— Нет.
— Почему она не двигалась?
— Я не знаю.
— Что ты сделал дальше?
— Я тогда, кажется, на нее и лег.
— Где были твои руки?
— На ее руках.
— Что ты делал, когда лег на нее?
— Смеялся и шутил. Я сказал, что больше ее не отпущу. Она тоже смеялась и ползала по мне.
— И что потом?
— Я подполз поближе к ее лицу и сел ей на грудь. Да, я вспомнил, именно на грудь.
— Это было до или после того, как ты ее ударил?
— До.
— Что ты подумал, когда она перестала шевелиться?
— Не помню.
— Говори!
— Когда я увидел, что она не шевелится, то подумал: черт, надо же! Вскочил и побежал назад по дорожке. Я испугался, что у нее с сердцем плохо.
— Где все это происходило?
— У канавы, недалеко от живой изгороди. Я не помню, потому что я ничего этого не делал. Не помню точно.
— То есть ты утверждаешь, что не убивал ее?
— недоверчиво спросил До.
— Я имею право ходить по дорожке… Я не знаю, что произошло!
— Но ведь всего несколько секунд назад ты говорил, что сидел у нее на груди!
— Я вам говорил, что бы я хотел сделать!
Когда допрос возобновился, парень заявил:
— Я постараюсь вам все рассказать. Если вспомню.
— Давай, рассказывай.
— Ну вот, я стал щупать ее сверху. Потом дотронулся до юбки. Она сказала «не надо», но я продолжал. Она начала кричать. Одной рукой я зажал ей рот, а другую сунул ей в трусы. Она сопротивлялась. Она повернула голову и… Больше я ничего не помню. А потом она лежала и не шевелилась. Наверное, я слишком сильно зажал ей рот и нос, и она задохнулась. Я не мог оставить ее там, где она лежала, и спрятал.
— Где?
— Я набросал на нее кучу ветвей и сучьев.
— Как она лежала, когда ты ушел?
— Лицом вниз.
— На животе, на боку или на спине?
— На боку, — сказал он.
Ее действительно нашли на боку.
— Где ты взял ветви?
— На Грин-лейн.
— Тебе пришлось ее волочить, чтобы спрятать?
— Нет.
— Ты уверен?
— Да, уверен.
— Продолжай, — велел Пейнтер.
— Я говорю правду! Вы что, не понимаете, что это не я?

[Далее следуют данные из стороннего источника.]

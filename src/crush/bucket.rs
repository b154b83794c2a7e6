//! Bucket decoding
//!
//! # Bucket Slot Format
//!
//! ## Tag (4 bytes):
//!   u32 alg tag. 0 means the slot is empty and nothing else follows.
//!
//! ## Common header:
//!   i32 id (negative), u16 type, u8 alg (must repeat the tag),
//!   u8 hash, u32 weight (16.16), u32 size
//!
//! ## Items:
//!   size x i32 item id (>= 0 device, < 0 bucket)
//!
//! ## Payload by alg:
//!   1 uniform: u32 item weight
//!   2 list:    size x { u32 item weight, u32 sum weight }
//!   3 tree:    u8 num_nodes, num_nodes x u32 node weight
//!   4 straw:   size x { u32 item weight, u32 straw }

use serde::Serialize;

use super::types::Weight;
use crate::codec::BinaryReader;
use crate::error::{Error, Result};

/// Bucket selection algorithm
#[derive(Debug, Clone, Copy, PartialEq, Eq, Hash, Serialize)]
#[serde(rename_all = "lowercase")]
pub enum BucketAlg {
    Uniform,
    List,
    Tree,
    Straw,
}

impl BucketAlg {
    pub fn from_u32(v: u32) -> Option<Self> {
        match v {
            1 => Some(Self::Uniform),
            2 => Some(Self::List),
            3 => Some(Self::Tree),
            4 => Some(Self::Straw),
            _ => None,
        }
    }

    pub fn name(self) -> &'static str {
        match self {
            Self::Uniform => "uniform",
            Self::List => "list",
            Self::Tree => "tree",
            Self::Straw => "straw",
        }
    }
}

/// Algorithm specific payload
#[derive(Debug, Clone, PartialEq, Eq, Serialize)]
#[serde(tag = "alg", rename_all = "lowercase")]
pub enum BucketKind {
    Uniform {
        item_weight: Weight,
    },
    List {
        item_weights: Vec<Weight>,
        sum_weights: Vec<Weight>,
    },
    Tree {
        num_nodes: u8,
        node_weights: Vec<Weight>,
    },
    Straw {
        item_weights: Vec<Weight>,
        straws: Vec<Weight>,
    },
}

#[derive(Debug, Clone, PartialEq, Eq, Serialize)]
pub struct Bucket {
    pub id: i32,
    #[serde(rename = "type")]
    pub bucket_type: u16,
    pub hash: u8,
    pub weight: Weight,
    pub items: Vec<i32>,
    #[serde(flatten)]
    pub kind: BucketKind,
}

impl Bucket {
    /// Decode one bucket slot, returning `None` for an empty slot.
    pub fn decode(reader: &mut BinaryReader) -> Result<Option<Self>> {
        let tag = reader.read_u32()?;
        if tag == 0 {
            return Ok(None);
        }
        let alg = BucketAlg::from_u32(tag).ok_or(Error::UnknownAlgorithm { alg: tag })?;

        let id = reader.read_i32()?;
        let bucket_type = reader.read_u16()?;
        let on_wire = reader.read_u8()?;
        if u32::from(on_wire) != tag {
            return Err(Error::CorruptBucket { tag, on_wire });
        }
        let hash = reader.read_u8()?;
        let weight = Weight::from(reader.read_i32()?);
        let size = reader.read_u32()?;

        let mut items = Vec::with_capacity(reader.capacity_hint(size, 4));
        for _ in 0..size {
            items.push(reader.read_i32()?);
        }

        let kind = match alg {
            BucketAlg::Uniform => BucketKind::Uniform {
                item_weight: Weight(reader.read_u32()?),
            },
            BucketAlg::List => {
                let (item_weights, sum_weights) = read_weight_pairs(reader, size)?;
                BucketKind::List { item_weights, sum_weights }
            }
            BucketAlg::Tree => {
                let num_nodes = reader.read_u8()?;
                let mut node_weights = Vec::with_capacity(usize::from(num_nodes));
                for _ in 0..num_nodes {
                    node_weights.push(Weight(reader.read_u32()?));
                }
                BucketKind::Tree { num_nodes, node_weights }
            }
            BucketAlg::Straw => {
                let (item_weights, straws) = read_weight_pairs(reader, size)?;
                BucketKind::Straw { item_weights, straws }
            }
        };

        Ok(Some(Self { id, bucket_type, hash, weight, items, kind }))
    }

    pub fn alg(&self) -> BucketAlg {
        match self.kind {
            BucketKind::Uniform { .. } => BucketAlg::Uniform,
            BucketKind::List { .. } => BucketAlg::List,
            BucketKind::Tree { .. } => BucketAlg::Tree,
            BucketKind::Straw { .. } => BucketAlg::Straw,
        }
    }

    pub fn size(&self) -> usize {
        self.items.len()
    }

    /// Weight of the item at `index`.
    ///
    /// Tree buckets keep weights per node of an implicit binary tree;
    /// item `i` sits at leaf node `2 * (i + 1) - 1`.
    pub fn item_weight(&self, index: usize) -> Weight {
        match &self.kind {
            BucketKind::Uniform { item_weight } => *item_weight,
            BucketKind::List { item_weights, .. } | BucketKind::Straw { item_weights, .. } => {
                item_weights.get(index).copied().unwrap_or_default()
            }
            BucketKind::Tree { node_weights, .. } => {
                let node = ((index + 1) << 1) - 1;
                node_weights.get(node).copied().unwrap_or_default()
            }
        }
    }
}

fn read_weight_pairs(reader: &mut BinaryReader, size: u32) -> Result<(Vec<Weight>, Vec<Weight>)> {
    let cap = reader.capacity_hint(size, 8);
    let mut first = Vec::with_capacity(cap);
    let mut second = Vec::with_capacity(cap);
    for _ in 0..size {
        first.push(Weight(reader.read_u32()?));
        second.push(Weight(reader.read_u32()?));
    }
    Ok((first, second))
}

Я даже не знаю, где она лежала. Я так и сказал вашему человеку. Я же говорил про ворота. Ее там надо искать!
В 21.37 они вставили новую пленку и в очередной раз напомнили ему о правах.
— Ты рассказывал нам о том, что произошло, — начал Пейнтер.
— Когда я дотронулся до юбки, она закричала. И тогда я зажал ей рот, чтобы она прекратила.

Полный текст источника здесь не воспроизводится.